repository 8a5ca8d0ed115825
//! Tree dump in the html5lib test format.
//!
//! ```text
//! | <!DOCTYPE html>
//! | <html>
//! |   <head>
//! |   <body>
//! |     <p>
//! |       class="x"
//! |       "text"
//! ```
//!
//! Attributes are listed under their element sorted by name. Foreign
//! elements and namespaced attributes carry their namespace prefix
//! (`<svg path>`, `xlink href`). Template contents follow a `content` line.

use std::fmt::Write as _;

use thicket_dom::{Document, Namespace, NodeId, NodeType};

use crate::driver::ParseOutput;

enum Item {
    Node(NodeId, usize),
    Content(NodeId, usize),
}

/// Dump a parse result: the document's children, or the fragment's nodes.
#[must_use]
pub fn dump(output: &ParseOutput) -> String {
    dump_children(&output.document, output.root)
}

/// Dump every descendant of `parent`, one line per node.
#[must_use]
pub fn dump_children(document: &Document, parent: NodeId) -> String {
    let mut out = String::new();
    let mut stack: Vec<Item> = Vec::new();
    push_children(document, parent, 0, &mut stack);

    // Iterative walk so arbitrarily deep trees do not exhaust the call stack.
    while let Some(item) = stack.pop() {
        match item {
            Item::Content(fragment, depth) => {
                line(&mut out, depth, "content");
                push_children(document, fragment, depth + 1, &mut stack);
            }
            Item::Node(id, depth) => {
                line(&mut out, depth, &describe(document, id));
                if let Some(element) = document.element(id) {
                    for attr in attribute_lines(document, id) {
                        line(&mut out, depth + 1, &attr);
                    }
                    push_children(document, id, depth + 1, &mut stack);
                    if let Some(content) = element.template_content {
                        stack.push(Item::Content(content, depth + 1));
                    }
                }
            }
        }
    }
    out
}

/// Print the subtree below `id` to stdout, for debugging.
pub fn print_tree(document: &Document, id: NodeId) {
    print!("{}", dump_children(document, id));
}

fn push_children(document: &Document, parent: NodeId, depth: usize, stack: &mut Vec<Item>) {
    let children: Vec<NodeId> = document.children(parent).collect();
    stack.extend(children.into_iter().rev().map(|child| Item::Node(child, depth)));
}

fn line(out: &mut String, depth: usize, text: &str) {
    let _ = writeln!(out, "| {}{text}", "  ".repeat(depth));
}

fn describe(document: &Document, id: NodeId) -> String {
    let Some(node) = document.get(id) else {
        return String::new();
    };
    match &node.node_type {
        NodeType::Document => "#document".to_string(),
        NodeType::DocumentFragment => "#document-fragment".to_string(),
        NodeType::DocumentType(doctype) => {
            if doctype.public_id.is_empty() && doctype.system_id.is_empty() {
                format!("<!DOCTYPE {}>", doctype.name)
            } else {
                format!(
                    "<!DOCTYPE {} \"{}\" \"{}\">",
                    doctype.name, doctype.public_id, doctype.system_id
                )
            }
        }
        NodeType::Element(element) => {
            let name = document.tag_name(id).map_or_else(String::new, |n| n.to_string());
            match element.namespace {
                Namespace::Svg | Namespace::MathMl => format!("<{} {name}>", element.namespace),
                _ => format!("<{name}>"),
            }
        }
        NodeType::Text(data) => format!("\"{data}\""),
        NodeType::Comment(data) => format!("<!-- {data} -->"),
        NodeType::ProcessingInstruction { target, data } => format!("<?{target} {data}>"),
    }
}

/// `name="value"` lines for an element's attributes, sorted by name.
fn attribute_lines(document: &Document, id: NodeId) -> Vec<String> {
    let Some(element) = document.element(id) else {
        return Vec::new();
    };
    let interner = document.interner();
    let interner = interner.borrow();
    let mut lines: Vec<(String, &str)> = element
        .attrs()
        .iter()
        .map(|attr| {
            let local = interner
                .attr_name(attr.local_name)
                .map_or_else(String::new, |n| n.to_string());
            let name = match attr.prefix.and_then(|p| interner.prefix_name(p)) {
                Some(prefix) => format!("{prefix} {local}"),
                None => local.to_string(),
            };
            (name, attr.value.as_str())
        })
        .collect();
    lines.sort_by(|a, b| a.0.cmp(&b.0));
    lines
        .into_iter()
        .map(|(name, value)| format!("{name}=\"{value}\""))
        .collect()
}

#[cfg(test)]
mod tests {
    use thicket_dom::{Attr, Tag};

    use super::*;

    #[test]
    fn attributes_sorted_before_children() {
        let mut document = Document::new();
        let (b, a) = {
            let interner = document.interner();
            let mut interner = interner.borrow_mut();
            (interner.intern_attr("b"), interner.intern_attr("a"))
        };
        let div = document
            .create_element(
                Tag::Div.id(),
                Namespace::Html,
                vec![Attr::new(b, "2".into()), Attr::new(a, "1".into())],
            )
            .unwrap();
        document.insert_as_last_child(NodeId::ROOT, div);
        let text = document.create_text("hi".into()).unwrap();
        document.insert_as_last_child(div, text);

        assert_eq!(
            dump_children(&document, NodeId::ROOT),
            "| <div>\n|   a=\"1\"\n|   b=\"2\"\n|   \"hi\"\n"
        );
    }

    #[test]
    fn foreign_elements_show_namespace() {
        let mut document = Document::new();
        let svg = document.create_element(Tag::Svg.id(), Namespace::Svg, Vec::new()).unwrap();
        document.insert_as_last_child(NodeId::ROOT, svg);
        let comment = document.create_comment(" c ".into()).unwrap();
        document.insert_as_last_child(NodeId::ROOT, comment);
        assert_eq!(dump_children(&document, NodeId::ROOT), "| <svg svg>\n| <!--  c  -->\n");
    }
}
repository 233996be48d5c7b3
fn main() {
    tauri_build::build()
}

************

### Work required
Copy the lines above exactly, beginning at the line that has "pub fn dump(output: &ParseOutput)" and stopping after the line that has "stdout, for debugging.", and omit the rest.

### Exercise result
pub fn dump(output: &ParseOutput) -> String {
    dump_children(&output.document, output.root)
}

/// Dump every descendant of `parent`, one line per node.
#[must_use]
pub fn dump_children(document: &Document, parent: NodeId) -> String {
    let mut out = String::new();
    let mut stack: Vec<Item> = Vec::new();
    push_children(document, parent, 0, &mut stack);

    // Iterative walk so arbitrarily deep trees do not exhaust the call stack.
    while let Some(item) = stack.pop() {
        match item {
            Item::Content(fragment, depth) => {
                line(&mut out, depth, "content");
                push_children(document, fragment, depth + 1, &mut stack);
            }
            Item::Node(id, depth) => {
                line(&mut out, depth, &describe(document, id));
                if let Some(element) = document.element(id) {
                    for attr in attribute_lines(document, id) {
                        line(&mut out, depth + 1, &attr);
                    }
                    push_children(document, id, depth + 1, &mut stack);
                    if let Some(content) = element.template_content {
                        stack.push(Item::Content(content, depth + 1));
                    }
                }
            }
        }
    }
    out
}

/// Print the subtree below `id` to stdout, for debugging.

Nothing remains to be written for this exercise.